Over the last 5 years or so there has been lla downward spiral in my sexlife. I have been rejected a lot. We've been married 10 years (second marriage for both of us). Only my youngest left at home age 21.
DH has been to GP then referred to hospital. His testosterone levels are low but the testosterone replacement therapy has made no difference to his libido. He has had gel and now injections. He doesn't think about sex at all. On the occasions that I have become upset about this he has put in more effort to please me sexually even if we don't have sex, but thus only last for a very short while. He prefers that I don't ask him for sex or try to start anything as he says it puts pressure on him. He says most couples our age don't have sex and makes a joke of the fact that I still need a sex life.Our sex life now is about once a month but even then I feel that he's not really into it.
When I try to talk to him about it he gets defensive and I end up feeling bad. I don't know what to do. I am so unhappy right now and this situation has made me feel less confident about myself and lonely. I feel that life is passing me by. I'm 53. I don't think I can live the rest of my life like this.

OP posts:
Adora10 · 03/04/2017 17:34

That's such a shame; I really feel for you OP; you are still young and want a sex life, perfectly normal!

What a horrible position to be in; he clearly has no sex drive and you do so it's shit for both of you I guess.

I am sorry but 53 is not old so he can't expect you to be celibate for the rest of your life; I can only suggest going back to the GP and asking maybe for a counsellor?

user1479305498 · 03/04/2017 17:46

Unfortunately I feel like your husband and am 55 and my husband is "you" if you see what I mean. I havent been bothered if Im honest since being around 43 or so-- and I wasnt that bothered before. Its a horrible thing too as its a hard thing to "fake" if you just are no longer into it and the thing is I dont think its just him, I honestly dont think I would be bothered if George Clooney propositioned me.

NotTheFordType · 03/04/2017 18:45

So presumably as it's not important to him he'll be happy with you getting your sexual needs fulfilled elsewhere?

(Spoiler: if he says no, dump him)

Flibr · 03/04/2017 18:50

I went 12yrs without OP & now I'm divorced. The lack of intimacy ultimately destroyed our marriage & my self esteem with it. I feel your pain.
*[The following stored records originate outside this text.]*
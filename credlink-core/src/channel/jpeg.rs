//! JPEG channels: APP11 box segments, APP1 EXIF and APP1 XMP.

use super::{exif, jumbf, xmp, ChannelError, Payload, Recovered};
use crate::format::{jpeg_segments, marker, read_u16_be, read_u32_be, JpegSegment};

/// Largest payload a marker segment can hold (length field minus itself).
const MAX_SEGMENT_PAYLOAD: usize = 0xFFFF - 2;

/// Common identifier of JPEG XT box segments.
const APP11_CI: &[u8; 2] = b"JP";
/// Box instance number used for CredLink boxes ("CL").
const APP11_INSTANCE: u16 = 0x434C;
/// CI + En + Z.
const APP11_HEADER_LEN: usize = 8;
const MAX_BOX_FRAGMENT: usize = MAX_SEGMENT_PAYLOAD - APP11_HEADER_LEN;

const XMP_NAMESPACE: &[u8] = b"http://ns.adobe.com/xap/1.0/\0";

struct Layout<'a> {
    segments: Vec<JpegSegment<'a>>,
    scan_start: usize,
}

/// Walk the marker segments up to SOS, refusing anything we could not
/// reproduce byte for byte.
fn layout(bytes: &[u8]) -> Result<Layout<'_>, ChannelError> {
    let mut iter = jpeg_segments(bytes);
    let segments: Vec<_> = iter.by_ref().collect();
    if segments.iter().any(|s| s.truncated) {
        return Err(ChannelError::Malformed(
            "marker segment runs past end of file".into(),
        ));
    }
    let scan_start = iter.position();
    if bytes.get(scan_start..scan_start + 2) != Some(&[0xFF, marker::SOS][..]) {
        return Err(ChannelError::Malformed(
            "no start-of-scan marker after header segments".into(),
        ));
    }
    Ok(Layout {
        segments,
        scan_start,
    })
}

fn encode_segment(code: u8, payload: &[u8]) -> Result<Vec<u8>, ChannelError> {
    if payload.len() > MAX_SEGMENT_PAYLOAD {
        return Err(ChannelError::PayloadTooLarge {
            size: payload.len(),
            limit: MAX_SEGMENT_PAYLOAD,
        });
    }
    let mut out = Vec::with_capacity(payload.len() + 4);
    out.extend_from_slice(&[0xFF, code]);
    out.extend_from_slice(&((payload.len() + 2) as u16).to_be_bytes());
    out.extend_from_slice(payload);
    Ok(out)
}

/// Reassemble the file without the segments matched by `remove`, placing
/// `inserted` before the kept segment at the index chosen by `insert_at`.
fn rewrite(
    bytes: &[u8],
    remove: impl Fn(&JpegSegment<'_>) -> bool,
    insert_at: impl Fn(&[&JpegSegment<'_>]) -> usize,
    inserted: &[Vec<u8>],
) -> Result<Vec<u8>, ChannelError> {
    let layout = layout(bytes)?;
    let kept: Vec<&JpegSegment<'_>> = layout.segments.iter().filter(|s| !remove(*s)).collect();
    let index = insert_at(&kept).min(kept.len());

    let extra: usize = inserted.iter().map(Vec::len).sum();
    let mut out = Vec::with_capacity(bytes.len() + extra);
    out.extend_from_slice(&bytes[..2]);
    for segment in &kept[..index] {
        out.extend_from_slice(&bytes[segment.offset..segment.end()]);
    }
    for segment in inserted {
        out.extend_from_slice(segment);
    }
    for segment in &kept[index..] {
        out.extend_from_slice(&bytes[segment.offset..segment.end()]);
    }
    out.extend_from_slice(&bytes[layout.scan_start..]);
    Ok(out)
}

/// Index just past a leading APP0 (JFIF/JFXX) segment, if there is one.
fn after_app0(kept: &[&JpegSegment<'_>]) -> usize {
    usize::from(kept.first().is_some_and(|s| s.marker == marker::APP0))
}

fn is_credlink_box_segment(segment: &JpegSegment<'_>) -> bool {
    segment.marker == marker::APP11
        && segment.payload.starts_with(APP11_CI)
        && read_u16_be(segment.payload, 2) == Some(APP11_INSTANCE)
}

fn is_exif_segment(segment: &JpegSegment<'_>) -> bool {
    segment.marker == marker::APP1 && segment.payload.starts_with(exif::EXIF_HEADER)
}

fn is_xmp_segment(segment: &JpegSegment<'_>) -> bool {
    segment.marker == marker::APP1 && segment.payload.starts_with(XMP_NAMESPACE)
}

fn is_credlink_xmp_segment(segment: &JpegSegment<'_>) -> bool {
    is_xmp_segment(segment) && xmp::is_credlink_packet(&segment.payload[XMP_NAMESPACE.len()..])
}

pub fn write_jumbf(bytes: &[u8], payload: &Payload) -> Result<Vec<u8>, ChannelError> {
    let superbox = jumbf::encode(payload);
    let segments = superbox
        .chunks(MAX_BOX_FRAGMENT)
        .zip(1u32..)
        .map(|(fragment, sequence)| {
            let mut body = Vec::with_capacity(APP11_HEADER_LEN + fragment.len());
            body.extend_from_slice(APP11_CI);
            body.extend_from_slice(&APP11_INSTANCE.to_be_bytes());
            body.extend_from_slice(&sequence.to_be_bytes());
            body.extend_from_slice(fragment);
            encode_segment(marker::APP11, &body)
        })
        .collect::<Result<Vec<_>, _>>()?;

    rewrite(
        bytes,
        is_credlink_box_segment,
        |kept| {
            kept.iter()
                .position(|s| !marker::is_app(s.marker))
                .unwrap_or(kept.len())
        },
        &segments,
    )
}

pub fn read_jumbf(bytes: &[u8]) -> Option<Recovered> {
    let mut fragments: Vec<(u32, &[u8])> = jpeg_segments(bytes)
        .filter(is_credlink_box_segment)
        .filter_map(|s| Some((read_u32_be(s.payload, 4)?, s.payload.get(APP11_HEADER_LEN..)?)))
        .collect();
    if fragments.is_empty() {
        return None;
    }
    fragments.sort_by_key(|(sequence, _)| *sequence);
    let superbox: Vec<u8> = fragments.into_iter().flat_map(|(_, f)| f.iter().copied()).collect();
    jumbf::decode(&superbox)
}

pub fn write_exif(bytes: &[u8], payload: &Payload) -> Result<Vec<u8>, ChannelError> {
    let existing = layout(bytes)?
        .segments
        .into_iter()
        .find(is_exif_segment);
    let tiff = exif::upsert(
        existing.map(|s| &s.payload[exif::EXIF_HEADER.len()..]),
        payload,
    )?;

    let mut body = exif::EXIF_HEADER.to_vec();
    body.extend_from_slice(&tiff);
    let segment = encode_segment(marker::APP1, &body)?;

    let replaced = existing.map(|s| s.offset);
    rewrite(
        bytes,
        |s| Some(s.offset) == replaced,
        |kept| match replaced {
            Some(offset) => kept.iter().filter(|s| s.offset < offset).count(),
            None => after_app0(kept),
        },
        &[segment],
    )
}

pub fn read_exif(bytes: &[u8]) -> Option<Recovered> {
    jpeg_segments(bytes)
        .filter(is_exif_segment)
        .find_map(|s| exif::find_tag(&s.payload[exif::EXIF_HEADER.len()..]))
        .map(Recovered::tag_only)
}

pub fn write_xmp(bytes: &[u8], payload: &Payload) -> Result<Vec<u8>, ChannelError> {
    let packet = xmp::build_packet(payload);
    let mut body = XMP_NAMESPACE.to_vec();
    body.extend_from_slice(packet.as_bytes());
    let segment = encode_segment(marker::APP1, &body)?;

    rewrite(
        bytes,
        is_credlink_xmp_segment,
        |kept| match kept.iter().rposition(|s| is_exif_segment(s)) {
            Some(last_exif) => last_exif + 1,
            None => after_app0(kept),
        },
        &[segment],
    )
}

pub fn read_xmp(bytes: &[u8]) -> Option<Recovered> {
    jpeg_segments(bytes)
        .filter(is_xmp_segment)
        .find_map(|s| xmp::find_tag(&s.payload[XMP_NAMESPACE.len()..]))
        .map(Recovered::tag_only)
}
vsg1963 · 03/04/2017 19:16

That's what I'm afraid of Filbr- it's destroying my confidence , and my self esteem. I feel resentment towards him for neglecting me and for disregarding my need for intimacy.

OP posts:
noego · 03/04/2017 19:26

Do you want love or just orgasms? orgasms give you bliss for a moment. Love gives you bliss for ever.

vsg1963 · 03/04/2017 19:30

Noego This isn't just about sex. However for me sex with my husband is how I feel loved and validated by him.Without it I feel our connection is lost and I feel ugly, worthless and unloved.